Yep, i’m still trying to get this blog thing going, i feel like and idiot at times, cause all the words are there in my head and i am very out spoken but then when my fingers touch the dang keyboard i get nothing, so i feel like i am repeating my self by just typing what is in my head right now, this very moment.
Sitting here writing out Christmas cards to family , especially my daughter and my 4 gran-children back home in Australia. The last time i saw my Daughter was back in 2006 when my gran-son (Shawn Jr) was born , we were there for his birth. Not only was that a very special moment it was also the first time we met my 2 gran-daughters ( Tanisha and Brianna). It was my husband, my youngest son and myself that saved for over 2 years to go back home just for a visit. We planned on going to see my Bro and a couple of my Best friends but i didn’t work out that way, which i am happy about seeing my gran-babies but i do miss my bro. It was a planned 2 weeks that we spent with my daughter (how i do wish it was longer) and it was wonderful, joyful and a great deal of fun. Now being December 2013 i sit here thinking about how i could see them again.
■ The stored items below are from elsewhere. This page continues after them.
//! Message-claim lease protocol
//!
//! A [`Claim`] is a client-held handle on a server-side lease over a set of
//! queue messages. It is acquired with [`acquire_claim`], refreshed and
//! renewed in place, and ended by [`Claim::release`]. [`with_claim`] wraps
//! the whole lifecycle so the claim is released on every exit path.

pub mod acquire;
pub mod claim;
pub mod ports;
pub mod scoped;

pub use acquire::acquire_claim;
pub use claim::{delete_message, Claim};
pub use ports::MessageQueuePort;
pub use scoped::with_claim;
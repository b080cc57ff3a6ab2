//! `{"loadBalancer": ...}` style envelopes

use nimbus_domain::{LoadBalancer, LoadBalancerConfiguration, Node, NodeConfiguration};
use serde::{Deserialize, Serialize};

#[derive(Debug, Deserialize)]
#[serde(rename_all = "camelCase")]
pub(crate) struct LoadBalancerEnvelope {
    pub load_balancer: LoadBalancer,
}

#[derive(Debug, Serialize)]
#[serde(rename_all = "camelCase")]
pub(crate) struct CreateLoadBalancer<'a> {
    pub load_balancer: &'a LoadBalancerConfiguration,
}

#[derive(Debug, Deserialize)]
#[serde(rename_all = "camelCase")]
pub(crate) struct LoadBalancerListing {
    #[serde(default)]
    pub load_balancers: Vec<LoadBalancer>,
}

#[derive(Debug, Serialize)]
pub(crate) struct AddNodes<'a> {
    pub nodes: &'a [NodeConfiguration],
}

#[derive(Debug, Deserialize)]
pub(crate) struct NodeListing {
    #[serde(default)]
    pub nodes: Vec<Node>,
}
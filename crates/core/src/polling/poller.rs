//! The polling loop

use std::future::Future;
use std::time::Duration;

use nimbus_domain::{NimbusError, Result};
use tokio_util::sync::CancellationToken;
use tracing::{debug, warn};

use super::resources::PolledResource;

/// How a poll ended without error.
#[derive(Debug, Clone, PartialEq, Eq)]
pub enum PollOutcome<R> {
    /// A terminal snapshot was observed.
    Completed(R),
    /// The cancellation signal fired first.
    Cancelled,
}

impl<R> PollOutcome<R> {
    pub fn is_cancelled(&self) -> bool {
        matches!(self, Self::Cancelled)
    }

    /// The terminal snapshot, if polling completed.
    pub fn completed(self) -> Option<R> {
        match self {
            Self::Completed(resource) => Some(resource),
            Self::Cancelled => None,
        }
    }
}

type Observer<'a, R> = Box<dyn FnMut(&R) + Send + 'a>;

/// Fixed-interval poller with an optional progress observer.
///
/// The interval is constant: no backoff, no jitter. That suits short
/// provisioning waits; many concurrent waiters against one service would
/// want something gentler.
pub struct StatePoller<'a, R> {
    interval: Duration,
    observer: Option<Observer<'a, R>>,
}

impl<'a, R> StatePoller<'a, R>
where
    R: PolledResource,
{
    pub fn new(interval: Duration) -> Self {
        Self {
            interval,
            observer: None,
        }
    }

    /// Called once per fetched snapshot, terminal one included, before the
    /// terminal check.
    #[must_use]
    pub fn with_observer(mut self, observer: impl FnMut(&R) + Send + 'a) -> Self {
        self.observer = Some(Box::new(observer));
        self
    }

    /// Fetch snapshots of `expected` until `is_terminal` holds or `cancel`
    /// fires.
    ///
    /// Each iteration checks `cancel`, fetches, verifies identity, notifies
    /// the observer, then tests for a terminal state before sleeping.
    /// Cancellation during a fetch does not abort it unless `fetch` itself
    /// honours the token; a fetch that reports `Cancelled` ends the poll the
    /// same way.
    ///
    /// # Errors
    /// - `IdentityMismatch` as soon as a snapshot's identity differs from
    ///   `expected`; polling stops regardless of that snapshot's status
    /// - any other error from `fetch`, unretried
    pub async fn poll<F, Fut, P>(
        mut self,
        expected: &R::Id,
        mut fetch: F,
        is_terminal: P,
        cancel: &CancellationToken,
    ) -> Result<PollOutcome<R>>
    where
        F: FnMut() -> Fut,
        Fut: Future<Output = Result<R>>,
        P: Fn(&R) -> bool,
    {
        let mut attempt: u64 = 0;
        loop {
            if cancel.is_cancelled() {
                debug!(resource = %expected, attempt, "poll cancelled");
                return Ok(PollOutcome::Cancelled);
            }

            attempt += 1;
            let snapshot = match fetch().await {
                Ok(snapshot) => snapshot,
                Err(NimbusError::Cancelled) => return Ok(PollOutcome::Cancelled),
                Err(err) => return Err(err),
            };

            let observed = snapshot.resource_id();
            if &observed != expected {
                warn!(
                    expected = %expected,
                    observed = %observed,
                    "poll observed a different resource"
                );
                return Err(NimbusError::IdentityMismatch {
                    expected: expected.to_string(),
                    observed: observed.to_string(),
                });
            }

            if let Some(observer) = self.observer.as_mut() {
                observer(&snapshot);
            }

            if is_terminal(&snapshot) {
                debug!(resource = %expected, attempt, "poll reached terminal state");
                return Ok(PollOutcome::Completed(snapshot));
            }

            tokio::select! {
                () = cancel.cancelled() => {
                    debug!(resource = %expected, attempt, "poll cancelled while waiting");
                    return Ok(PollOutcome::Cancelled);
                }
                () = tokio::time::sleep(self.interval) => {}
            }
        }
    }
}

/// Poll without an observer. See [`StatePoller::poll`].
///
/// # Errors
/// See [`StatePoller::poll`].
pub async fn poll_until_terminal<R, F, Fut, P>(
    expected: &R::Id,
    fetch: F,
    is_terminal: P,
    interval: Duration,
    cancel: &CancellationToken,
) -> Result<PollOutcome<R>>
where
    R: PolledResource,
    F: FnMut() -> Fut,
    Fut: Future<Output = Result<R>>,
    P: Fn(&R) -> bool,
{
    StatePoller::new(interval).poll(expected, fetch, is_terminal, cancel).await
}
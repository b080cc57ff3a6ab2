//! SDK constants
//!
//! Service catalog keys, default timings and server-side limits used across
//! the workspace.

// Service catalog types
pub const QUEUES_SERVICE_TYPE: &str = "rax:queues";
pub const DNS_SERVICE_TYPE: &str = "rax:dns";
pub const LOAD_BALANCER_SERVICE_TYPE: &str = "rax:load-balancer";

// Transport defaults
pub const DEFAULT_REQUEST_TIMEOUT_SECS: u64 = 30;
pub const DEFAULT_POLL_INTERVAL_MS: u64 = 1000;
pub const USER_AGENT: &str = concat!("nimbus-sdk/", env!("CARGO_PKG_VERSION"));

// Identity
pub const TOKEN_REFRESH_THRESHOLD_SECS: i64 = 300;

// Queue service limits
pub const MAX_QUEUE_NAME_LENGTH: usize = 64;
pub const CLIENT_ID_HEADER: &str = "Client-ID";
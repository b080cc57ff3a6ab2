//! Small helpers shared by the domain types

pub mod href;
pub mod seconds;
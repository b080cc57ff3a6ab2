//! Configuration loader
//!
//! Loads [`ClientConfig`] from environment variables or files.
//!
//! ## Loading Strategy
//! 1. First, attempts to load from environment variables
//! 2. If incomplete, falls back to loading from file
//! 3. Probes multiple paths for config files
//! 4. Supports JSON and TOML formats
//!
//! ## Environment Variables
//! - `NIMBUS_IDENTITY_URL`: identity service root (required)
//! - `NIMBUS_USERNAME`: account user name (required)
//! - `NIMBUS_API_KEY` / `NIMBUS_PASSWORD`: one of the two is required
//! - `NIMBUS_TENANT`: tenant to scope the token to
//! - `NIMBUS_REGION`: region used to pick catalog endpoints
//! - `NIMBUS_TIMEOUT_SECS`: per-request timeout in seconds
//! - `NIMBUS_POLL_INTERVAL_MS`: interval between status polls
//! - `NIMBUS_USE_INTERNAL_URL`: use internal catalog URLs (true/false)
//!
//! ## File Locations
//! The loader probes, in order, `nimbus.{json,toml}` and
//! `config.{json,toml}` in the working directory and its two parents, then
//! the same names next to the executable.

use std::path::{Path, PathBuf};

use nimbus_domain::constants::{DEFAULT_POLL_INTERVAL_MS, DEFAULT_REQUEST_TIMEOUT_SECS};
use nimbus_domain::{ClientConfig, IdentityConfig, NimbusError, Result, TransportConfig};

const CONFIG_FILE_NAMES: [&str; 4] = ["nimbus.json", "nimbus.toml", "config.json", "config.toml"];

/// Load configuration with automatic fallback strategy
///
/// First attempts to load from environment variables. If any required
/// variables are missing, falls back to loading from a config file.
///
/// # Errors
/// Returns `NimbusError::Config` if:
/// - Configuration cannot be loaded from either source
/// - File format is invalid
/// - Required fields are missing
pub fn load() -> Result<ClientConfig> {
    match load_from_env() {
        Ok(config) => {
            tracing::info!("Configuration loaded from environment variables");
            Ok(config)
        }
        Err(e) => {
            tracing::debug!(error = ?e, "Failed to load from environment, trying file");
            load_from_file(None)
        }
    }
}

/// Load configuration from environment variables
///
/// # Errors
/// Returns `NimbusError::Config` if required variables are missing
/// or have invalid values.
pub fn load_from_env() -> Result<ClientConfig> {
    let identity = IdentityConfig {
        url: env_var("NIMBUS_IDENTITY_URL")?,
        username: env_var("NIMBUS_USERNAME")?,
        api_key: env_opt("NIMBUS_API_KEY"),
        password: env_opt("NIMBUS_PASSWORD"),
        tenant_id: env_opt("NIMBUS_TENANT"),
    };
    identity.credentials()?;

    let transport = TransportConfig {
        timeout_secs: env_u64("NIMBUS_TIMEOUT_SECS", DEFAULT_REQUEST_TIMEOUT_SECS)?,
        poll_interval_ms: env_u64("NIMBUS_POLL_INTERVAL_MS", DEFAULT_POLL_INTERVAL_MS)?,
        use_internal_url: env_bool("NIMBUS_USE_INTERNAL_URL", false),
    };

    let config =
        ClientConfig { identity, region: env_opt("NIMBUS_REGION"), transport, client_id: None };
    validate(&config)?;
    Ok(config)
}

/// Load configuration from a file
///
/// If `path` is `None`, probes multiple locations for config files.
/// Supports both JSON and TOML formats (detected by file extension).
///
/// # Errors
/// Returns `NimbusError::Config` if:
/// - File not found (when path is specified)
/// - No config file found (when path is `None`)
/// - File format is invalid
/// - Required fields are missing
pub fn load_from_file(path: Option<PathBuf>) -> Result<ClientConfig> {
    let config_path = match path {
        Some(p) => {
            if !p.exists() {
                return Err(NimbusError::Config(format!("Config file not found: {}", p.display())));
            }
            p
        }
        None => probe_config_paths().ok_or_else(|| {
            NimbusError::Config("No config file found in any of the standard locations".to_string())
        })?,
    };

    tracing::info!(path = %config_path.display(), "Loading configuration from file");

    let contents = std::fs::read_to_string(&config_path)
        .map_err(|e| NimbusError::Config(format!("Failed to read config file: {}", e)))?;

    let config = parse_config(&contents, &config_path)?;
    validate(&config)?;
    Ok(config)
}

/// Parse configuration from string content
///
/// Format is detected by file extension (`.json` or `.toml`).
fn parse_config(contents: &str, path: &Path) -> Result<ClientConfig> {
    let extension = path.extension().and_then(|e| e.to_str()).unwrap_or("json");

    match extension {
        "toml" => toml::from_str(contents)
            .map_err(|e| NimbusError::Config(format!("Invalid TOML format: {}", e))),
        "json" => serde_json::from_str(contents)
            .map_err(|e| NimbusError::Config(format!("Invalid JSON format: {}", e))),
        _ => Err(NimbusError::Config(format!("Unsupported config format: {}", extension))),
    }
}

fn validate(config: &ClientConfig) -> Result<()> {
    url::Url::parse(&config.identity.url).map_err(|e| {
        NimbusError::Config(format!("Invalid identity URL {:?}: {}", config.identity.url, e))
    })?;
    config.identity.credentials()?;
    if config.transport.timeout_secs == 0 {
        return Err(NimbusError::Config("timeout_secs must be greater than zero".to_string()));
    }
    if config.transport.poll_interval_ms == 0 {
        return Err(NimbusError::Config("poll_interval_ms must be greater than zero".to_string()));
    }
    Ok(())
}

/// Probe multiple paths for configuration files
///
/// # Returns
/// The first config file found, or `None` if no file exists.
pub fn probe_config_paths() -> Option<PathBuf> {
    let mut candidates = Vec::new();

    if let Ok(cwd) = std::env::current_dir() {
        for dir in [cwd.clone(), cwd.join(".."), cwd.join("../..")] {
            candidates.extend(CONFIG_FILE_NAMES.iter().map(|name| dir.join(name)));
        }
    }

    if let Ok(exe_path) = std::env::current_exe() {
        if let Some(exe_dir) = exe_path.parent() {
            candidates.extend(CONFIG_FILE_NAMES.iter().map(|name| exe_dir.join(name)));
        }
    }

    candidates.into_iter().find(|path| path.exists())
}

/// Get required environment variable
fn env_var(key: &str) -> Result<String> {
    std::env::var(key)
        .map_err(|_| NimbusError::Config(format!("Missing required environment variable: {}", key)))
}

/// Optional variable; empty values count as unset.
fn env_opt(key: &str) -> Option<String> {
    std::env::var(key).ok().filter(|value| !value.trim().is_empty())
}

fn env_u64(key: &str, default: u64) -> Result<u64> {
    match env_opt(key) {
        Some(value) => value
            .parse::<u64>()
            .map_err(|e| NimbusError::Config(format!("Invalid value for {}: {}", key, e))),
        None => Ok(default),
    }
}

/// Parse boolean from environment variable
///
/// Accepts: `1`/`0`, `true`/`false`, `yes`/`no`, `on`/`off` (case-insensitive)
fn env_bool(key: &str, default: bool) -> bool {
    std::env::var(key)
        .ok()
        .map(|s| matches!(s.to_ascii_lowercase().as_str(), "1" | "true" | "yes" | "on"))
        .unwrap_or(default)
}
It’s hard when both my husband and i work 90% of the time just to make ends meet, paying bills, making sure the Mortgage is payed every month and always having food in the house, with having 8 kids between us at one point or another we need to stock our pantry lol. Now that there all adults and having their own lives it’s little easier on the grocery bill.
My husband and i thought that once the kids are all out of the house then we can save and go back and visit home again, well that’s not going to happen for a very long time, due to his job and me having to be part time we seem to be experiencing Deja Vu. Sad but true, i’m not complaining cause i know that there a great deal of other people experiencing the same or possibly worst than we are.
People in general make me think more and more about how they can afford things, how can they keep up with “Jone’s”? we don’t even have a credit card and we are struggling, we don’t go to the movies, we don’t go out to dinners, we don’ t drink alcohol , except on special occasions which would a wine or a beer, we don’t do any kind of drug, “yeh, yeh” your probably thinking that i’m lying , we’ll i’m not lying , and i really don’t give a rats ar%$#@ what any one thinks about that, because i know that i am clean and i am content with that , i don’t need to prove to any one any thing , and i also don’t need some thing to calm me down cause i’m stressed or in pain, i deal with it. I have dealt with pain before, cancer was my first stress and i dealt with it, then my first husband was killed in an motor cycle accident, i had to deal with that, i also had 5 children and as a mother i was responsible for them, Oh yeh i could have been a useless parent but i wasn’t, then having to deal with cervical cancer but i deal with it. Again i always tell myself and i have told my children that no matter how bad you think your life is, there is some one out there that has or is going though worse than yourself.
lol, Maybe next time i put fingers to keyboard it might not take me a month or so to start typing but then again it all depends on work , life and family and all 3 are very important in every ones lives.
“Ok my brain just stopped working”, i know i am suppose to write about certain things but really with my random thoughts and i seem to have a problem where if i stay on one subject it turns into about 5 or more subjects, i , myself think it’s quite funny and yet sad at the same time, but if i can keep up with it any one can , Hmm or can they. lol i do have to laugh at myself.